This invention relates generally to television signal processing circuitry, and more particularly the invention relates to circuitry for ghost signal cancellation in television signals in all broadcasting standards.
Echo signals or ghost signals have been one of the major problems in modern television transmission. When a transmitted signal is received from the air, ghosts can be caused by reflections from mountains, buildings, and the like. In a television signal received through cable, the ghosts can be due to discontinuities of the connectors. Although the ghosts are generated in a radio frequency spectrum, the process in which the ghost is created can be accurately modelled as a linear distortion in a baseband signal. Therefore, cancelling the ghosts can be accomplished by passing the baseband signal through a linear filter which is an inverse of the linear model of the ghosting process.
Prior efforts in eliminating ghosts used analog technology such as a charge coupled device (CCD) transversal filter which did not produce significant improvement due to inaccuracy of the filter. More recently, a ghost canceller reference (GCR) signal has been proposed for use in training of filters. Digital filters have become widely accepted as alternative methods to implement the ghost cancellers.
Ghost signals can arrive at a receiver before and after the main signal, resulting in a precursor ghost and post-cursor ghost, respectively. A filter to cancel the precursor ghost is a physically non-realizable infinite impulse response (IIR) filter, which can be approximated by a longer finite impulse response (FIR) filter. The post-cursor ghost can be cancelled by an IIR filter. Therefore, the typical digital filter to cancel the ghost signals is an FIR feedforward filter followed by an IIR feedback filter.
In order to calculate the filter coefficients, a ghost canceller reference (GCR) signal is transmitted from the broadcasting station, typically in one line of the vertical blanking interval (VBI).

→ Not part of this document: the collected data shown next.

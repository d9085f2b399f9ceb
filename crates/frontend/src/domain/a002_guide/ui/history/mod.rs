use crate::domain::a002_guide::ui::form::GuideFormViewModel;
use crate::shared::date_utils::history_date;
use crate::shared::icons::icon;
use contracts::domain::a002_guide::aggregate::Guide;
use leptos::prelude::*;

/// One line of the history table
#[derive(Debug, Clone, PartialEq, Eq)]
pub struct HistoryRow {
    pub id: i64,
    pub number: String,
    pub date: String,
    pub supplier: String,
    pub equipment: String,
    pub motive: String,
}

impl From<&Guide> for HistoryRow {
    fn from(g: &Guide) -> Self {
        let motive = match g.motive.as_deref() {
            Some(m) if !m.is_empty() => m.to_string(),
            _ => "-".to_string(),
        };
        Self {
            id: g.id,
            number: g.number.clone(),
            date: history_date(g.issue_date.as_deref()),
            supplier: g.supplier.name.clone(),
            equipment: format!("{} equipamento(s)", g.equipment.len()),
            motive,
        }
    }
}

#[component]
pub fn GuideHistory() -> impl IntoView {
    let vm = use_context::<GuideFormViewModel>().expect("GuideFormViewModel context");
    let rows = move || vm.history.with(|list| list.iter().map(HistoryRow::from).collect::<Vec<_>>());

    view! {
        <section class="card history">
            <div class="card__header">
                <h2 class="card__title">"Histórico de Guias"</h2>
                <button class="button button--icon" title="Atualizar" on:click=move |_| vm.refresh_history()>
                    {icon("refresh")}
                </button>
            </div>
            <Show
                when=move || vm.history.with(|list| !list.is_empty())
                fallback=|| view! { <p class="empty">"Nenhuma guia registrada"</p> }
            >
                <table class="table">
                    <thead>
                        <tr>
                            <th>"Número"</th>
                            <th>"Data"</th>
                            <th>"Fornecedor"</th>
                            <th>"Equipamentos"</th>
                            <th>"Motivo"</th>
                            <th>"Ações"</th>
                        </tr>
                    </thead>
                    <tbody>
                        <For
                            each=rows
                            key=|row| (row.id, row.number.clone())
                            children=move |row| {
                                let id = row.id;
                                view! {
                                    <tr>
                                        <td>{row.number}</td>
                                        <td>{row.date}</td>
                                        <td>{row.supplier}</td>
                                        <td>{row.equipment}</td>
                                        <td>{row.motive}</td>
                                        <td class="actions">
                                            <button
                                                class="btn btn-secondary"
                                                disabled=move || vm.form.with(|f| f.phase.is_busy())
                                                on:click=move |_| vm.load_guide_command(id)
                                            >
                                                {icon("folder-open")}
                                                "Carregar"
                                            </button>
                                            <button class="btn btn-danger" on:click=move |_| vm.delete_guide_command(id)>
                                                {icon("trash")}
                                                "Excluir"
                                            </button>
                                        </td>
                                    </tr>
                                }
                            }
                        />
                    </tbody>
                </table>
            </Show>
        </section>
    }
}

The coefficient of the filters can be estimated by comparing the received GCR signal with a stored standard GCR signal. In order to cancel the unknown ghosts, the filters have to be able to adapt to different situations. Current methods of ghost cancellation are done by capturing the GCR data and then sending the data to a separate computing device, such as a DSP or microprocessing system, which then does calculations to determine the ghosts in the GCR data. The system then programs the coefficients of a set of filters for the video filtering.
The present invention is directed to a ghost cancellation system in which a signal processor or microprocessor is not required in updating coefficients in the feedforward and feedback filters of the active video ghost filter.